Beginning at the line containing "pub(crate) struct RedfishBase" in the material below and ending at the line containing "scheme says otherwise.", return each line exactly and add nothing.

BEGIN

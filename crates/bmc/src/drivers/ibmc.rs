//! Huawei iBMC driver

use crate::access::{AccessDetails, DriverInfo, host_with_port, transport_scheme};
use crate::credentials::Credentials;
use crate::error::BmcError;
use serde_json::json;
use url::Url;

const IBMC: &str = "ibmc";

#[derive(Debug, Clone)]
pub struct IbmcAccessDetails {
    bmc_type: String,
    host: String,
    path: String,
    disable_certificate_verification: bool,
}

impl IbmcAccessDetails {
    pub fn factory(url: &Url, disable_certificate_verification: bool) -> Result<Box<dyn AccessDetails>, BmcError> {
        Ok(Box::new(Self {
            bmc_type: url.scheme().to_string(),
            host: host_with_port(url),
            path: url.path().to_string(),
            disable_certificate_verification,
        }))
    }
}

impl AccessDetails for IbmcAccessDetails {
    fn bmc_type(&self) -> &str {
        &self.bmc_type
    }

    fn needs_mac(&self) -> bool {
        true
    }

    fn driver(&self) -> &'static str {
        IBMC
    }

    fn disable_certificate_verification(&self) -> bool {
        self.disable_certificate_verification
    }

    fn driver_info(&self, credentials: &Credentials) -> DriverInfo {
        let transport = transport_scheme(&self.bmc_type).unwrap_or("https");

        let mut info = DriverInfo::new();
        info.insert(
            "ibmc_address".into(),
            json!(format!("{transport}://{}{}", self.host, self.path)),
        );
        info.insert("ibmc_username".into(), json!(credentials.username));
        info.insert("ibmc_password".into(), json!(credentials.password));
        if self.disable_certificate_verification {
            info.insert("ibmc_verify_ca".into(), json!(false));
        }
        info
    }

    fn boot_interface(&self) -> &'static str {
        "pxe"
    }

    fn management_interface(&self) -> &'static str {
        IBMC
    }

    fn power_interface(&self) -> &'static str {
        IBMC
    }
}
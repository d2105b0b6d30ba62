//! BareMetalHost watcher.
//!
//! Runs the kube_runtime `Controller` over BareMetalHost resources, which
//! handles reconnection, requeues and the per-host worker limit.

use crate::error::ControllerError;
use crate::reconciler::Reconciler;
use crds::BareMetalHost;
use futures::StreamExt;
use kube::{Api, ResourceExt};
use kube_runtime::controller::{Action, Config as ControllerConfig};
use kube_runtime::{Controller, watcher};
use std::sync::Arc;
use std::time::Duration;
use tracing::{debug, error, info};

/// Delay before retrying a host whose pass failed on the transport channel
const ERROR_REQUEUE_DELAY: Duration = Duration::from_secs(60);

/// Watch BareMetalHosts and reconcile them until the stream ends.
///
/// At most `concurrency` hosts are reconciled at once; the same host is
/// never reconciled twice concurrently.
pub async fn watch_hosts(
    api: Api<BareMetalHost>,
    reconciler: Arc<Reconciler>,
    concurrency: u16,
) -> Result<(), ControllerError> {
    info!("Starting BareMetalHost watcher");

    let error_policy = |host: Arc<BareMetalHost>, error: &ControllerError, _ctx: Arc<Reconciler>| {
        error!("Reconciliation error for BareMetalHost {}: {}", host.name_any(), error);
        Action::requeue(ERROR_REQUEUE_DELAY)
    };

    let reconcile = |host: Arc<BareMetalHost>, ctx: Arc<Reconciler>| async move {
        ctx.reconcile_host(&host).await
    };

    // Short debounce batches the burst of events our own patches cause
    let controller_config = ControllerConfig::default()
        .debounce(Duration::from_secs(1))
        .concurrency(concurrency);

    Controller::new(api, watcher::Config::default())
        .with_config(controller_config)
        .run(reconcile, error_policy, reconciler)
        .for_each(|res| async move {
            match res {
                Ok((obj, _)) => debug!("Reconciled BareMetalHost {}", obj.name),
                Err(e) => error!("Controller error for BareMetalHost: {}", e),
            }
        })
        .await;

    Ok(())
}
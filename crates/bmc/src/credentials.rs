//! BMC credentials

use crate::error::BmcError;
use std::fmt;

/// Username and password for a BMC, as read from a Secret.
#[derive(Clone, Default, PartialEq, Eq)]
pub struct Credentials {
    pub username: String,
    pub password: String,
}

impl Credentials {
    /// Build credentials, trimming surrounding whitespace from both fields.
    pub fn new(username: impl AsRef<str>, password: impl AsRef<str>) -> Self {
        Self {
            username: username.as_ref().trim().to_string(),
            password: password.as_ref().trim().to_string(),
        }
    }

    /// Check that both fields are present.
    pub fn validate(&self) -> Result<(), BmcError> {
        if self.username.is_empty() {
            return Err(BmcError::CredentialsValidation(
                "Missing BMC connection detail 'username' in credentials".to_string(),
            ));
        }
        if self.password.is_empty() {
            return Err(BmcError::CredentialsValidation(
                "Missing BMC connection details 'password' in credentials".to_string(),
            ));
        }
        Ok(())
    }
}

impl fmt::Debug for Credentials {
    fn fmt(&self, f: &mut fmt::Formatter<'_>) -> fmt::Result {
        f.debug_struct("Credentials")
            .field("username", &self.username)
            .field("password", &"<redacted>")
            .finish()
    }
}

#[cfg(test)]
mod tests {
    use super::*;

    #[test]
    fn test_new_trims_whitespace() {
        let creds = Credentials::new(" admin\n", "\tpw \n");
        assert_eq!(creds.username, "admin");
        assert_eq!(creds.password, "pw");
    }

    #[test]
    fn test_validate() {
        assert!(Credentials::new("admin", "pw").validate().is_ok());

        let err = Credentials::new("", "pw").validate().unwrap_err();
        assert!(err.to_string().contains("'username'"), "Unexpected error: {err}");

        let err = Credentials::new("admin", "  ").validate().unwrap_err();
        assert!(err.to_string().contains("'password'"), "Unexpected error: {err}");
    }

    #[test]
    fn test_debug_hides_password() {
        let rendered = format!("{:?}", Credentials::new("admin", "hunter2"));
        assert!(!rendered.contains("hunter2"), "Password leaked: {rendered}");
    }
}
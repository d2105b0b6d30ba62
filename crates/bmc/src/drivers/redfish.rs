//! Redfish drivers
//!
//! `redfish`, `redfish-virtualmedia` (also registered as `ilo5-virtualmedia`)
//! and `redfish-uefihttp` share [`RedfishBase`] for their connection fields
//! and differ only in boot interface and provisioning-network needs. The
//! iDRAC Redfish variants in [`super::idrac`] reuse the same base.

use crate::access::{AccessDetails, DriverInfo, host_with_port, transport_scheme};
use crate::bios::BiosSetting;
use crate::credentials::Credentials;
use crate::error::BmcError;
use crds::FirmwareConfig;
use serde_json::json;
use url::Url;

const REDFISH: &str = "redfish";
const DEFAULT_TRANSPORT: &str = "https";

/// Connection fields common to every Redfish-speaking driver.
#[derive(Debug, Clone)]
pub(crate) struct RedfishBase {
    pub(crate) bmc_type: String,
    host: String,
    path: String,
    pub(crate) disable_certificate_verification: bool,
}

impl RedfishBase {
    pub(crate) fn from_url(url: &Url, disable_certificate_verification: bool) -> Self {
        Self {
            bmc_type: url.scheme().to_string(),
            host: host_with_port(url),
            path: url.path().to_string(),
            disable_certificate_verification,
        }
    }

    /// `<transport>://host[:port]`, https unless the scheme says otherwise.
    pub(crate) fn address(&self) -> String {
        let transport = transport_scheme(&self.bmc_type).unwrap_or(DEFAULT_TRANSPORT);
        format!("{transport}://{}", self.host)
    }

    pub(crate) fn driver_info(&self, credentials: &Credentials) -> DriverInfo {
        let mut info = DriverInfo::new();
        info.insert("redfish_system_id".into(), json!(self.path));
        info.insert("redfish_username".into(), json!(credentials.username));
        info.insert("redfish_password".into(), json!(credentials.password));
        info.insert("redfish_address".into(), json!(self.address()));
        if self.disable_certificate_verification {
            info.insert("redfish_verify_ca".into(), json!(false));
        }
        info
    }

    /// Plain Redfish has no BIOS interface to apply settings through.
    pub(crate) fn reject_firmware(firmware: Option<&FirmwareConfig>) -> Result<Vec<BiosSetting>, BmcError> {
        match firmware {
            Some(config) if !config.is_empty() => Err(BmcError::UnsupportedFirmware(REDFISH.to_string())),
            _ => Ok(Vec::new()),
        }
    }
}

/// Redfish with network (iPXE) boot.
#[derive(Debug, Clone)]
pub struct RedfishAccessDetails {
    base: RedfishBase,
}

impl RedfishAccessDetails {
    pub fn factory(url: &Url, disable_certificate_verification: bool) -> Result<Box<dyn AccessDetails>, BmcError> {
        Ok(Box::new(Self {
            base: RedfishBase::from_url(url, disable_certificate_verification),
        }))
    }
}

impl AccessDetails for RedfishAccessDetails {
    fn bmc_type(&self) -> &str {
        &self.base.bmc_type
    }

    fn needs_mac(&self) -> bool {
        true
    }

    fn driver(&self) -> &'static str {
        REDFISH
    }

    fn disable_certificate_verification(&self) -> bool {
        self.base.disable_certificate_verification
    }

    fn driver_info(&self, credentials: &Credentials) -> DriverInfo {
        self.base.driver_info(credentials)
    }

    fn boot_interface(&self) -> &'static str {
        "ipxe"
    }

    fn firmware_interface(&self) -> &'static str {
        REDFISH
    }

    fn raid_interface(&self) -> &'static str {
        REDFISH
    }

    fn supports_secure_boot(&self) -> bool {
        true
    }

    fn build_bios_settings(&self, firmware: Option<&FirmwareConfig>) -> Result<Vec<BiosSetting>, BmcError> {
        RedfishBase::reject_firmware(firmware)
    }
}

/// Redfish booting from a virtual-media ISO; no provisioning network needed.
#[derive(Debug, Clone)]
pub struct RedfishVirtualMediaAccessDetails {
    base: RedfishBase,
}

impl RedfishVirtualMediaAccessDetails {
    pub fn factory(url: &Url, disable_certificate_verification: bool) -> Result<Box<dyn AccessDetails>, BmcError> {
        Ok(Box::new(Self {
            base: RedfishBase::from_url(url, disable_certificate_verification),
        }))
    }
}

impl AccessDetails for RedfishVirtualMediaAccessDetails {
    fn bmc_type(&self) -> &str {
        &self.base.bmc_type
    }

    fn needs_mac(&self) -> bool {
        true
    }

    fn driver(&self) -> &'static str {
        REDFISH
    }

    fn disable_certificate_verification(&self) -> bool {
        self.base.disable_certificate_verification
    }

    fn driver_info(&self, credentials: &Credentials) -> DriverInfo {
        self.base.driver_info(credentials)
    }

    fn boot_interface(&self) -> &'static str {
        "redfish-virtual-media"
    }

    fn firmware_interface(&self) -> &'static str {
        REDFISH
    }

    fn raid_interface(&self) -> &'static str {
        REDFISH
    }

    fn supports_secure_boot(&self) -> bool {
        true
    }

    fn supports_iso_preprovisioning_image(&self) -> bool {
        true
    }

    fn requires_provisioning_network(&self) -> bool {
        false
    }

    fn build_bios_settings(&self, firmware: Option<&FirmwareConfig>) -> Result<Vec<BiosSetting>, BmcError> {
        RedfishBase::reject_firmware(firmware)
    }
}

/// Redfish booting over UEFI HTTP.
#[derive(Debug, Clone)]
pub struct RedfishHttpBootAccessDetails {
    base: RedfishBase,
}

impl RedfishHttpBootAccessDetails {
    pub fn factory(url: &Url, disable_certificate_verification: bool) -> Result<Box<dyn AccessDetails>, BmcError> {
        Ok(Box::new(Self {
            base: RedfishBase::from_url(url, disable_certificate_verification),
        }))
    }
}

impl AccessDetails for RedfishHttpBootAccessDetails {
    fn bmc_type(&self) -> &str {
        &self.base.bmc_type
    }

    fn needs_mac(&self) -> bool {
        true
    }

    fn driver(&self) -> &'static str {
        REDFISH
    }

    fn disable_certificate_verification(&self) -> bool {
        self.base.disable_certificate_verification
    }

    fn driver_info(&self, credentials: &Credentials) -> DriverInfo {
        self.base.driver_info(credentials)
    }

    fn boot_interface(&self) -> &'static str {
        "redfish-https"
    }

    fn firmware_interface(&self) -> &'static str {
        REDFISH
    }

    fn raid_interface(&self) -> &'static str {
        REDFISH
    }

    fn supports_secure_boot(&self) -> bool {
        true
    }

    fn supports_iso_preprovisioning_image(&self) -> bool {
        true
    }

    fn requires_provisioning_network(&self) -> bool {
        false
    }

    fn build_bios_settings(&self, firmware: Option<&FirmwareConfig>) -> Result<Vec<BiosSetting>, BmcError> {
        RedfishBase::reject_firmware(firmware)
    }
}
//! BMC access details
//!
//! Turns a BMC address string such as `redfish-virtualmedia://10.0.0.5/redfish/v1/Systems/1`
//! into an [`AccessDetails`] value describing how the provisioning backend
//! must talk to that controller: driver family, per-aspect interface names,
//! capability predicates and the vendor-specific driver-info payload.
//!
//! # Example
//!
//! ```
//! use bmc::{Credentials, DriverRegistry};
//!
//! let registry = DriverRegistry::with_default_drivers();
//! let access = registry
//!     .new_access_details("idrac-virtualmedia://192.168.122.1", false)
//!     .unwrap();
//!
//! assert_eq!(access.driver(), "idrac");
//! assert_eq!(access.boot_interface(), "idrac-redfish-virtual-media");
//! assert!(access.needs_mac());
//!
//! let info = access.driver_info(&Credentials::new("admin", "secret"));
//! assert_eq!(info["redfish_address"], "https://192.168.122.1");
//! ```

pub mod access;
pub mod address;
pub mod bios;
pub mod credentials;
pub mod drivers;
pub mod error;

pub use access::{AccessDetails, AccessDetailsFactory, DriverInfo, DriverRegistry};
pub use address::parse_address;
pub use bios::BiosSetting;
pub use credentials::Credentials;
pub use error::BmcError;
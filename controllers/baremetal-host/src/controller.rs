//! Main controller implementation.
//!
//! This module contains the `Controller` struct that wires the Kubernetes
//! client, the provisioning backend and the driver registry together and
//! runs the BareMetalHost watcher.

use crate::config::Config;
use crate::error::ControllerError;
use crate::reconciler::Reconciler;
use crate::watcher::watch_hosts;
use bmc::DriverRegistry;
use crds::BareMetalHost;
use ironic_client::IronicClient;
use kube::{Api, Client};
use std::sync::Arc;
use tokio::task::JoinHandle;
use tracing::info;

/// Main controller for BareMetalHost management.
#[derive(Debug)]
pub struct Controller {
    host_watcher: JoinHandle<Result<(), ControllerError>>,
}

impl Controller {
    /// Creates a new controller instance and starts watching hosts.
    pub async fn new(config: &Config) -> Result<Self, ControllerError> {
        info!("Initializing BareMetalHost Controller");

        let kube_client = Client::try_default().await?;

        let ironic = IronicClient::new(
            config.ironic_endpoint.clone(),
            config.ironic_auth.clone(),
            config.ironic.clone(),
        )?;

        let registry = DriverRegistry::with_default_drivers();
        info!("Registered BMC drivers: {}", registry.schemes().join(", "));

        let hosts: Api<BareMetalHost> = match &config.namespace {
            Some(ns) => Api::namespaced(kube_client.clone(), ns),
            None => Api::all(kube_client.clone()),
        };

        let reconciler = Arc::new(Reconciler::new(kube_client, Arc::new(ironic), registry));
        let concurrency = config.concurrency;
        let host_watcher = tokio::spawn(async move { watch_hosts(hosts, reconciler, concurrency).await });

        Ok(Self { host_watcher })
    }

    /// Runs the controller until shutdown.
    pub async fn run(self) -> Result<(), ControllerError> {
        info!("BareMetalHost Controller running");

        self.host_watcher
            .await
            .map_err(|e| ControllerError::Watch(format!("BareMetalHost watcher panicked: {}", e)))??;

        Ok(())
    }
}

END

• Result for this exercise:
pub(crate) struct RedfishBase {
    pub(crate) bmc_type: String,
    host: String,
    path: String,
    pub(crate) disable_certificate_verification: bool,
}

impl RedfishBase {
    pub(crate) fn from_url(url: &Url, disable_certificate_verification: bool) -> Self {
        Self {
            bmc_type: url.scheme().to_string(),
            host: host_with_port(url),
            path: url.path().to_string(),
            disable_certificate_verification,
        }
    }

    /// `<transport>://host[:port]`, https unless the scheme says otherwise.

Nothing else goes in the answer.